Fall 2015 (Volume 25, Number 3)
With a Little Help...
By Philip A. Baer, MDCM, FRCPC, FACR
“Oh, I get by with a little help from my friends /
Mmm, going to try with a little help from my friends /
Yes, I get by with a little help from my friends.”
– The Beatles, "With A Little Help (From My Friends)"
Sgt. Pepper's Lonely Hearts Club Band, 1967
Every patient is different, but while catering to those differences, a rheumatology office has to employ a system for getting through the workday efficiently and in a timely fashion. I like to think some of this stems from rules I have established and honed over the years.
However, the greatest efficiencies come from learning from colleagues, and implementing their best practices in my own office. Many of my peers have shared ideas generously over the years, and I thank all of them. Three in particular stand out because of the sheer ubiquity and utility of their contributions to Canadian rheumatology practice.
Prescribing medications is a daily—if not hourly—task when seeing patients. Education about therapies is crucial to reduce patient non-adherence, and to enable patients to take complex antirheumatic medication regimens properly. With medication frequencies ranging from QID to Q6 months, and multiple routes of administration even for the same medication, this is no simple task. Chronic versus acute management can be entirely different
(e.g., gout), resulting in avoidable poor treatment outcomes even in a well-understood disease with multiple effective therapies. Relying on handouts delivered by pharmacists with the dispensed prescription is unsatisfactory, as balance is often lacking and meaningless drug interactions are too often highlighted. Prescription information from industry is limited to drugs currently “on patent”, and has its own issues. Thankfully, our own Dr. Andy Thompson has created and continuously improved the rheuminfo.com website. I hand out these medication sheets with every prescription, and personalize them by scribbling notes in the margins.
Biologic and targeted therapies are a key component of every rheumatologist’s practice. Access to the right medicine at the right time has been problematic from the outset, given the costs of these therapies and the limited dollars available to pay for them in public and private formularies. However, again at least in Ontario, access has improved dramatically. I now have a frequently updated, one-page form for each of the three major rheumatic
diseases which asks only for enough pertinent data to allow a rational decision about whether the patient qualifies for biologics. None of this would have happened without the leadership of Dr. Carter Thorne, and his ORA Exceptional Access Program (EAP) Committee that expended years on building a trust relationship with the provincial public formulary body. Rheumatologists are now the envy of other specialties which use the same targeted therapies. Work continues, led by Dr. Thorne and Dr. Jane Purvis, to extend these simplified forms and criteria in a pan-Canadian fashion to all private payers.
Finally, the EMR system has become the lifeblood of the office. While I knew the move was inevitable, I saw limited benefits until rheumatology-enhanced EMRs with clickable homunculi, automatic calculators of composite disease activity measures, and other rheumatology templates were developed. Compared to the thousands of GPs who were more readily adopting EMRs, the limited number of practicing rheumatologists made persuading vendors to create enhanced rheumatology modules a tough proposition. Fortunately, our own Dr. Vandana Ahluwalia spearheaded this work through the ORA EMR committee, and I silently thank her every day for enabling me to work using a viable rheumatology EMR system with all its long-term advantages.

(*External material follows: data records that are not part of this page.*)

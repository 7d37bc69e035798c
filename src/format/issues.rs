//! Issue-list rendering.
//!
//! Each issue becomes one line: right-aligned repository and number columns,
//! the title cut to whatever width is left, then labels and an
//! assigned-to-you marker. Only the title is ever shortened.

use super::wrap::truncate;
use super::RenderContext;
use crate::color::{Color, ColorAnnotator};
use crate::model::{Issue, IssueState, Label};

/// Spacing and punctuation around the title that is not otherwise measured.
const LINE_OVERHEAD: usize = 8;
/// Room for the marker glyph and its separating space.
const MARKER_WIDTH: usize = 2;
const ASSIGNED_MARKER: &str = "@";

/// Render `issues` as one line each, in input order.
///
/// With `include_repo`, a repository column is derived from each issue's URL
/// when the issue does not carry one. The input is not modified.
pub fn format_issues(issues: &[Issue], include_repo: bool, ctx: &RenderContext<'_>) -> Vec<String> {
    let repos: Vec<&str> = issues
        .iter()
        .map(|issue| {
            let repo = if include_repo {
                issue.repo_name()
            } else {
                issue.repo.as_deref()
            };
            repo.unwrap_or("")
        })
        .collect();

    let nmax = issues
        .iter()
        .map(|issue| issue.number.to_string().len())
        .max()
        .unwrap_or(0);
    let rmax = repos
        .iter()
        .map(|repo| repo.chars().count())
        .max()
        .unwrap_or(0);

    issues
        .iter()
        .zip(repos)
        .map(|(issue, repo)| format_issue_line(issue, repo, nmax, rmax, ctx))
        .collect()
}

fn format_issue_line(
    issue: &Issue,
    repo: &str,
    nmax: usize,
    rmax: usize,
    ctx: &RenderContext<'_>,
) -> String {
    let colors = &ctx.colors;
    let labels = format_labels(&issue.labels, colors);
    let label_width = colors
        .no_color(|plain| format_labels(&issue.labels, plain))
        .map(|text| text.chars().count())
        .unwrap_or(0);
    let assigned = issue.is_assigned_to(ctx.current_user);

    let mut reserved = LINE_OVERHEAD + nmax + rmax + label_width;
    if assigned {
        reserved += MARKER_WIDTH;
    }

    let number = colors.bright(&format!("{:>width$}", issue.number, width = nmax));
    let prefix = format!("{:>width$} {}:", repo, number, width = rmax);
    let title = truncate(&issue.title, reserved, ctx.columns);
    let marker = assigned.then(|| colors.bright(&colors.fg(Color::Yellow, ASSIGNED_MARKER)));

    [Some(prefix), Some(title), labels, marker]
        .into_iter()
        .flatten()
        .filter(|segment| !segment.is_empty())
        .collect::<Vec<_>>()
        .join(" ")
}

/// Render labels on their own colors, or bracketed when color is off.
/// `None` when there are no labels.
pub fn format_labels(labels: &[Label], colors: &ColorAnnotator) -> Option<String> {
    if labels.is_empty() {
        return None;
    }
    let rendered: Vec<String> = labels
        .iter()
        .map(|label| {
            let text = if colors.is_enabled() {
                format!(" {} ", label.name)
            } else {
                format!("[{}]", label.name)
            };
            colors.bg(&label.color, &text)
        })
        .collect();
    Some(rendered.join(" "))
}

/// Color `text` by issue state: red for closed, green otherwise.
pub fn format_state(state: IssueState, text: &str, colors: &ColorAnnotator) -> String {
    let color = match state {
        IssueState::Closed => Color::Red,
        IssueState::Open => Color::Green,
    };
    colors.fg(color, text)
}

In my capacity as Rheumatology Section Chair at the Ontario Medical Association (OMA), I meet regularly with other medical specialist leaders to discuss practice issues. I never leave without a sense of great satisfaction at what rheumatologists have been able to accomplish in these areas compared to other medical subspecialists. But, these benefits did not come spontaneously—they are the product of hard work. Use these creations daily, perhaps be inspired to create other tools to share with your Canadian rheumatology peers, and do not forget how the efforts of a few dedicated colleagues has made such a difference to how each work day proceeds and succeeds.